Stored items:
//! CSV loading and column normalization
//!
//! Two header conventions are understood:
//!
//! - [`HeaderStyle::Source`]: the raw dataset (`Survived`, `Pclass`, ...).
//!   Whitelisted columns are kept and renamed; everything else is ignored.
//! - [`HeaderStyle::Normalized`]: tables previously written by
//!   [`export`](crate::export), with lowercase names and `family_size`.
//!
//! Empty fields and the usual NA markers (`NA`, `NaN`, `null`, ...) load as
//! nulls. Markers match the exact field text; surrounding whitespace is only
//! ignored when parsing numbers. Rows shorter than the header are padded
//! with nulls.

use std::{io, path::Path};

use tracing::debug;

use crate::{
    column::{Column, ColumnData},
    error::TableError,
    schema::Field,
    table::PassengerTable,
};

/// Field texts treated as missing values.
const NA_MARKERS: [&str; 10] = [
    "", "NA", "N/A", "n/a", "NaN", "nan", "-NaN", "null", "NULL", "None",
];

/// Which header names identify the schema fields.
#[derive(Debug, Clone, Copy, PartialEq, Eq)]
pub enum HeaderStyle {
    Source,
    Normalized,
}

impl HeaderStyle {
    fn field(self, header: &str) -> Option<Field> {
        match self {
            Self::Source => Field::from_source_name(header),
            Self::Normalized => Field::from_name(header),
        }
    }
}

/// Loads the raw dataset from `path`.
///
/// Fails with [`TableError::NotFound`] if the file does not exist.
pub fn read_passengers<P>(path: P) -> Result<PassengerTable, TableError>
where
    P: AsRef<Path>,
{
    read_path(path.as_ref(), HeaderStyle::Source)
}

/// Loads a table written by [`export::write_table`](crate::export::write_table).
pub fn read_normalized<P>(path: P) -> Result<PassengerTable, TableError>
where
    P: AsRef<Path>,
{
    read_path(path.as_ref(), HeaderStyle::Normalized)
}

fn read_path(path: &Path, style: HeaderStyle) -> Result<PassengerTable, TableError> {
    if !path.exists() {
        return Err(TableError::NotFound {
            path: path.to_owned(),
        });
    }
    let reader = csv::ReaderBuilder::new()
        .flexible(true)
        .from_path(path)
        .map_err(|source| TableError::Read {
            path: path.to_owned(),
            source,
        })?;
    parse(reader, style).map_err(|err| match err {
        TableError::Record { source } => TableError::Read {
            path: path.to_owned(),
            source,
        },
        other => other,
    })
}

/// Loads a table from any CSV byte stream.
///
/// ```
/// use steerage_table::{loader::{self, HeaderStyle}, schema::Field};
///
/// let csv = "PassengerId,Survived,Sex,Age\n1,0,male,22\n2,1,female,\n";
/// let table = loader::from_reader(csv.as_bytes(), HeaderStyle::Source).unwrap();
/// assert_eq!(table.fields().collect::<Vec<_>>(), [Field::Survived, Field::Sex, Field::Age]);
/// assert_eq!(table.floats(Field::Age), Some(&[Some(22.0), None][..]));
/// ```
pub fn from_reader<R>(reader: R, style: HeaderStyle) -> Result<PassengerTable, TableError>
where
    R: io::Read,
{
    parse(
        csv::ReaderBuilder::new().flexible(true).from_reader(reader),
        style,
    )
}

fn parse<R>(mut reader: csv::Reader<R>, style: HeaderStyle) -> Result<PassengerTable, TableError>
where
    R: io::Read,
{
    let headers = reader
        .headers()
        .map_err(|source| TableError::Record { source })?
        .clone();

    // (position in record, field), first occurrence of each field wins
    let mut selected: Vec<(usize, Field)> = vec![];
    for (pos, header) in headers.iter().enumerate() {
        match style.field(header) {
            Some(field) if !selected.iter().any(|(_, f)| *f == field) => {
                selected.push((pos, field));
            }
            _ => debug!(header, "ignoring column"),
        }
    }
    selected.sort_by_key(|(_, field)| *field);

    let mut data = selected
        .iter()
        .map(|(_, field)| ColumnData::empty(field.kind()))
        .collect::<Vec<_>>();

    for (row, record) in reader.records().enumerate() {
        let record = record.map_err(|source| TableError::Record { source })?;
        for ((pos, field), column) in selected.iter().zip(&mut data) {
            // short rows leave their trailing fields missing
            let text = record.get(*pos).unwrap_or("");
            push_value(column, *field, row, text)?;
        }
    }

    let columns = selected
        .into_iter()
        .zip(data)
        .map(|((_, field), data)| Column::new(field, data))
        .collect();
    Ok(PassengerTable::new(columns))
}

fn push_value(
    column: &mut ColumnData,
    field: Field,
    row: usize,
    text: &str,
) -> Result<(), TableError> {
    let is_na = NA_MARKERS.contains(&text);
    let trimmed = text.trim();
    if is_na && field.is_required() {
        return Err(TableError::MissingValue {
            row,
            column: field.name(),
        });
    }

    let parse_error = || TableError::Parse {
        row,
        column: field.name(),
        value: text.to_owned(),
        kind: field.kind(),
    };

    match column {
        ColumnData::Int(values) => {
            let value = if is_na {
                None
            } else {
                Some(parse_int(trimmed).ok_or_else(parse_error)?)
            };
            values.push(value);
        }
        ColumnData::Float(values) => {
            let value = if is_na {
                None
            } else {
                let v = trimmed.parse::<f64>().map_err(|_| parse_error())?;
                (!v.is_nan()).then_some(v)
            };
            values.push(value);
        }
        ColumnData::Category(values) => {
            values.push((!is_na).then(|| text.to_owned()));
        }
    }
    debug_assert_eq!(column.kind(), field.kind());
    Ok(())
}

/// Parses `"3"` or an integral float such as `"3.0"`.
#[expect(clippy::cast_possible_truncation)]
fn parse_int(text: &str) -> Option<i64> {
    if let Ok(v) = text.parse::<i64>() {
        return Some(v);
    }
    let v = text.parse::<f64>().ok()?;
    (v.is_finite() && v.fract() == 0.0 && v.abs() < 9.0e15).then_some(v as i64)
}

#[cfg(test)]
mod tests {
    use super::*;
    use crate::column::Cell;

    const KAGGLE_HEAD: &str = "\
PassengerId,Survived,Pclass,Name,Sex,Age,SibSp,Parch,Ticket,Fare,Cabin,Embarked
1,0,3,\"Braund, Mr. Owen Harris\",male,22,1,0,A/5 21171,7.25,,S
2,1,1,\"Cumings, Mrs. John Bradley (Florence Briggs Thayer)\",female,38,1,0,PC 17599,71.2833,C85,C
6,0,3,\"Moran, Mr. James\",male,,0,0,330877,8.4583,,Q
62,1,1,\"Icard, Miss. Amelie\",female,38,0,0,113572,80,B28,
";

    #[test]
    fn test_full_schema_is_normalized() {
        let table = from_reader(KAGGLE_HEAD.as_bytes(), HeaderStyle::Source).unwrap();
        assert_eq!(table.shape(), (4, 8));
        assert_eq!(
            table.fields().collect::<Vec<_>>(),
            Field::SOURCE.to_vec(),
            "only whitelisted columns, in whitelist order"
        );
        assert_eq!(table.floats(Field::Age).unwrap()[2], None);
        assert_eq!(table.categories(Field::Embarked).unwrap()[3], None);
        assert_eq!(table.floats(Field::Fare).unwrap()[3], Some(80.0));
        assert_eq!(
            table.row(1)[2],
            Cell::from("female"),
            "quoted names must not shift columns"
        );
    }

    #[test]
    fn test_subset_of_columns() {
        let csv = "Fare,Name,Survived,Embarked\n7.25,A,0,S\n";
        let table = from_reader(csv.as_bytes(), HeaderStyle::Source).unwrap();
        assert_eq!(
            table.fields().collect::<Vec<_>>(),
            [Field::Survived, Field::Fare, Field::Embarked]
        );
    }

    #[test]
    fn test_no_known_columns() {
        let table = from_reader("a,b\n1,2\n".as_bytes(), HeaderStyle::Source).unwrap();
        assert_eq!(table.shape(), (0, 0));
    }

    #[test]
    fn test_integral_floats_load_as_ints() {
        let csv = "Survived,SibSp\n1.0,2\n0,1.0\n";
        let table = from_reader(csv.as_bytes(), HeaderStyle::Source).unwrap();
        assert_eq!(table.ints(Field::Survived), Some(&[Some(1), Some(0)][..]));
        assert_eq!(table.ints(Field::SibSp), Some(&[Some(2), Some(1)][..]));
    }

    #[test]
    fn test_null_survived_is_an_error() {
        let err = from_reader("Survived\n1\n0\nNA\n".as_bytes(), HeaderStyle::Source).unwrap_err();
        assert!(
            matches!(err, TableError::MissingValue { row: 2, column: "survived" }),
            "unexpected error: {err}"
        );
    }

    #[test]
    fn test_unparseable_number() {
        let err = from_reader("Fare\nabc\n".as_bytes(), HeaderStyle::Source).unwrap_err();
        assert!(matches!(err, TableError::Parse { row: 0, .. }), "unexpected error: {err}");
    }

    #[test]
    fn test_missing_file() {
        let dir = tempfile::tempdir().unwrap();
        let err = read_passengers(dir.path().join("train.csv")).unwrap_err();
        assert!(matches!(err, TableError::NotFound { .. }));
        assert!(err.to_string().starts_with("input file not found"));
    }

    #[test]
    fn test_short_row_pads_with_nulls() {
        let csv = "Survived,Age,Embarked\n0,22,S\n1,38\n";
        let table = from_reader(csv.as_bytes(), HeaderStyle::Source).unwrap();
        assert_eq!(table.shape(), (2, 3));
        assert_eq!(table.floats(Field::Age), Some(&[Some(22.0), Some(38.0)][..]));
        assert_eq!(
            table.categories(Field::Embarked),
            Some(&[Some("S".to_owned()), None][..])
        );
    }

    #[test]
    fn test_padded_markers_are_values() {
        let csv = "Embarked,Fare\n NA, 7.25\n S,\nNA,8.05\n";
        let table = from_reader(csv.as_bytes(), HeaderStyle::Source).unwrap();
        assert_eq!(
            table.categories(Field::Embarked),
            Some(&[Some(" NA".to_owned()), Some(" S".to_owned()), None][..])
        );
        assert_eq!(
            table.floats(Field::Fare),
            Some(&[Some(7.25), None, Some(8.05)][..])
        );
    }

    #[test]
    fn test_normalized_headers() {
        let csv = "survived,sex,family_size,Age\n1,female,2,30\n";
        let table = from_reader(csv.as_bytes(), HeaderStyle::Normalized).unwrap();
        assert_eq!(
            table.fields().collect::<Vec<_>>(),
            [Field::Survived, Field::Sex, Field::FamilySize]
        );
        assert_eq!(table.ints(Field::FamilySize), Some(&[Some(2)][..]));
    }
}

--

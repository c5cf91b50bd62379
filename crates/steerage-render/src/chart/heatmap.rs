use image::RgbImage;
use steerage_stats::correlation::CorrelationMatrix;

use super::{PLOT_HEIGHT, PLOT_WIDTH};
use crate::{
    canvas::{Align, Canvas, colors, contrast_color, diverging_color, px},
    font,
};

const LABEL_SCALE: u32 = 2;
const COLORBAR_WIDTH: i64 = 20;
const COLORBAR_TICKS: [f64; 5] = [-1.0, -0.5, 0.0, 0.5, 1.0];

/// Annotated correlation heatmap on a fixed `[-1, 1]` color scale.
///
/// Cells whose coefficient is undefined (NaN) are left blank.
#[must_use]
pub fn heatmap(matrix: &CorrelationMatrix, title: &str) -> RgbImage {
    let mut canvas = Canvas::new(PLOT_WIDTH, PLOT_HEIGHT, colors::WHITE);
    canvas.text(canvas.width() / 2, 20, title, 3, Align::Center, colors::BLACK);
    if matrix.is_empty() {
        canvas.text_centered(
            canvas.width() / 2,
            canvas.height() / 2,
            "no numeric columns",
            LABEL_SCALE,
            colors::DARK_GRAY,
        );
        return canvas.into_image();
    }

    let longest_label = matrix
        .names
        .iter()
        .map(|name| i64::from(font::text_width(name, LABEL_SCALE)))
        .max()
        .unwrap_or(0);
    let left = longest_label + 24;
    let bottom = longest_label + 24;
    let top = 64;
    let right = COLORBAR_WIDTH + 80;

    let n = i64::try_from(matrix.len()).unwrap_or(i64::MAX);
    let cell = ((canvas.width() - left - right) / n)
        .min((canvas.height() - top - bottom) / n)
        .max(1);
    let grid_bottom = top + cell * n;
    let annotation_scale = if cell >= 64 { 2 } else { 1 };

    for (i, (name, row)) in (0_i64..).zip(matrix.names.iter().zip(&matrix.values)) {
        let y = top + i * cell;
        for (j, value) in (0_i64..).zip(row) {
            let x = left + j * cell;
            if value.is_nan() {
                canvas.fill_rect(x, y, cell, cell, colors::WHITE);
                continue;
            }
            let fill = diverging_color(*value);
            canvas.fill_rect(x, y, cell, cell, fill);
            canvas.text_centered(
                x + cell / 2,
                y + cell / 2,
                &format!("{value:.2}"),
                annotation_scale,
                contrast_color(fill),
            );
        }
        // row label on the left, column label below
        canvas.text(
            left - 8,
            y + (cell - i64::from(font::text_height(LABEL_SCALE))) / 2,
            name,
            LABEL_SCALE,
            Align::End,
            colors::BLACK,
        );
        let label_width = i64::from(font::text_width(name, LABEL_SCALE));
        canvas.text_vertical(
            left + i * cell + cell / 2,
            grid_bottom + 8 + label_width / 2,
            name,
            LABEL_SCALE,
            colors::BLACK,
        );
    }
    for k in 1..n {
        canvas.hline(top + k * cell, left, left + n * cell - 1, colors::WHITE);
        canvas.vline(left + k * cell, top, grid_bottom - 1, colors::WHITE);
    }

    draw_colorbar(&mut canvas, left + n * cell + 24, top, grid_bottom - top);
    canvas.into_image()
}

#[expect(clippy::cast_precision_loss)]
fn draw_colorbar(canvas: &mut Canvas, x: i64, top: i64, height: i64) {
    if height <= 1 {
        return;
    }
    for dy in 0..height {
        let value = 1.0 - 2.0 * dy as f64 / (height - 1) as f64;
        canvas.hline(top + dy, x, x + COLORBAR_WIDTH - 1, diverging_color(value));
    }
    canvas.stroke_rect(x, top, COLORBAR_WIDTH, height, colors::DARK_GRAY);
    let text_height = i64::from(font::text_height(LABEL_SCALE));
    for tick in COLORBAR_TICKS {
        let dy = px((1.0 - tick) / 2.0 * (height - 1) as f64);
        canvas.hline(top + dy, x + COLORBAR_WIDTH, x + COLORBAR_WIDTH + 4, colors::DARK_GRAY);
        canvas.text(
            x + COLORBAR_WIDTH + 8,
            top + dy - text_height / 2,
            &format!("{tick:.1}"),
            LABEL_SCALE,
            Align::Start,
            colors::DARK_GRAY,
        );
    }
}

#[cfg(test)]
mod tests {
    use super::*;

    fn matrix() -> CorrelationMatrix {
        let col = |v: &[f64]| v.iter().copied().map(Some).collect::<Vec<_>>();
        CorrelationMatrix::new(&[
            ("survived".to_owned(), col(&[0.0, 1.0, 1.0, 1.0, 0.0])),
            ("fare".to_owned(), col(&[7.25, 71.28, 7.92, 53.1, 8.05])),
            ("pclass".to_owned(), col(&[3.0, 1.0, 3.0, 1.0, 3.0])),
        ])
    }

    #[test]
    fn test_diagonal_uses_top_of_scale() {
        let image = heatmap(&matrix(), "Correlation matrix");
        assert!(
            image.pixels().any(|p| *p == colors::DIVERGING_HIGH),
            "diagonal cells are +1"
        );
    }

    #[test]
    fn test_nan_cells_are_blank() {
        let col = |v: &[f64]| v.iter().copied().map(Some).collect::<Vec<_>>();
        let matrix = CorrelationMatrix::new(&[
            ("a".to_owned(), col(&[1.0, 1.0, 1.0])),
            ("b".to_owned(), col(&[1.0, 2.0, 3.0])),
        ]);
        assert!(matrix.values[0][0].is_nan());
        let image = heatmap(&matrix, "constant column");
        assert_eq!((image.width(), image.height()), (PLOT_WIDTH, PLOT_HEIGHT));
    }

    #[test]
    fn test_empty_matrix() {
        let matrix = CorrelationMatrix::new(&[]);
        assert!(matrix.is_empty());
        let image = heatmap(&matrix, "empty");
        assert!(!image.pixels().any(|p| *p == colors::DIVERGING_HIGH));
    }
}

---

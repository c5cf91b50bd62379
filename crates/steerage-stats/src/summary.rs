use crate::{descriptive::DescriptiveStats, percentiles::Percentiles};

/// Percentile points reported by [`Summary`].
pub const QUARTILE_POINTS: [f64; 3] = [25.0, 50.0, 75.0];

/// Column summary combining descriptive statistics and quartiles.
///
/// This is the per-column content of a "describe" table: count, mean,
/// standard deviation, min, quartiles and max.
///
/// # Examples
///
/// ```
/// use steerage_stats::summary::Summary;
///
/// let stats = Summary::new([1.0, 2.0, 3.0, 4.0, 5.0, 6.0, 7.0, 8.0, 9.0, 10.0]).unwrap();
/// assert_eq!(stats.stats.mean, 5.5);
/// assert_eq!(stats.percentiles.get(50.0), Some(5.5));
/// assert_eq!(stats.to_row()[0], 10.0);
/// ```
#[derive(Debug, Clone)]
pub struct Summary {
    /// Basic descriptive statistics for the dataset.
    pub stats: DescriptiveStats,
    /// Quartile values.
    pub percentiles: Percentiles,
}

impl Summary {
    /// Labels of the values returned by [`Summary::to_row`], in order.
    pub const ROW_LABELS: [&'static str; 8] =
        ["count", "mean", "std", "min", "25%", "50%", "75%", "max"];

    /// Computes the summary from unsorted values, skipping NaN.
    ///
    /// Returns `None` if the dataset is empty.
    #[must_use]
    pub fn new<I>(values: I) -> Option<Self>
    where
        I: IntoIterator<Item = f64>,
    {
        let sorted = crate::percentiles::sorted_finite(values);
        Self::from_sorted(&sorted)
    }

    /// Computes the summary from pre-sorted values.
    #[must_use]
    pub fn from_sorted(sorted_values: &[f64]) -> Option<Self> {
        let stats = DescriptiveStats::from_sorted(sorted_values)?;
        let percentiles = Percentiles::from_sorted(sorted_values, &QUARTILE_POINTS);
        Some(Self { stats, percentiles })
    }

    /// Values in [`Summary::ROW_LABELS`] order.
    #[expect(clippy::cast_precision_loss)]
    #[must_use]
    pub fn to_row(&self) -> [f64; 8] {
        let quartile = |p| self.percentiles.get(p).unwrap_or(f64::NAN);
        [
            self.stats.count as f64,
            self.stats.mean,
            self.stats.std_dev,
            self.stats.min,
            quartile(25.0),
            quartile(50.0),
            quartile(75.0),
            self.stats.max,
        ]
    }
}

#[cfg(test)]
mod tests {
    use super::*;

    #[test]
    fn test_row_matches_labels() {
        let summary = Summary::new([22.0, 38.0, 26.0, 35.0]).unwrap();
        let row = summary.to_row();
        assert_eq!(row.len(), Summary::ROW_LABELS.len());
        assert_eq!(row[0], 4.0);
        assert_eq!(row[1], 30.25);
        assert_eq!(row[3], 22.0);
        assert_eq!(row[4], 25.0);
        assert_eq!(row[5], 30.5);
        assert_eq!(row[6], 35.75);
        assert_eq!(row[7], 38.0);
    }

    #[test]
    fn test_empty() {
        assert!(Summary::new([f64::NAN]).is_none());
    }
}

Instructions for the task: Starting at the line above that contains "let bottom = longest_label + 24;", write out each line exactly until the line that contains "let grid_bottom = top + cell * n;" has been written, and stop there.

Exercise answer:
    let bottom = longest_label + 24;
    let top = 64;
    let right = COLORBAR_WIDTH + 80;

    let n = i64::try_from(matrix.len()).unwrap_or(i64::MAX);
    let cell = ((canvas.width() - left - right) / n)
        .min((canvas.height() - top - bottom) / n)
        .max(1);
    let grid_bottom = top + cell * n;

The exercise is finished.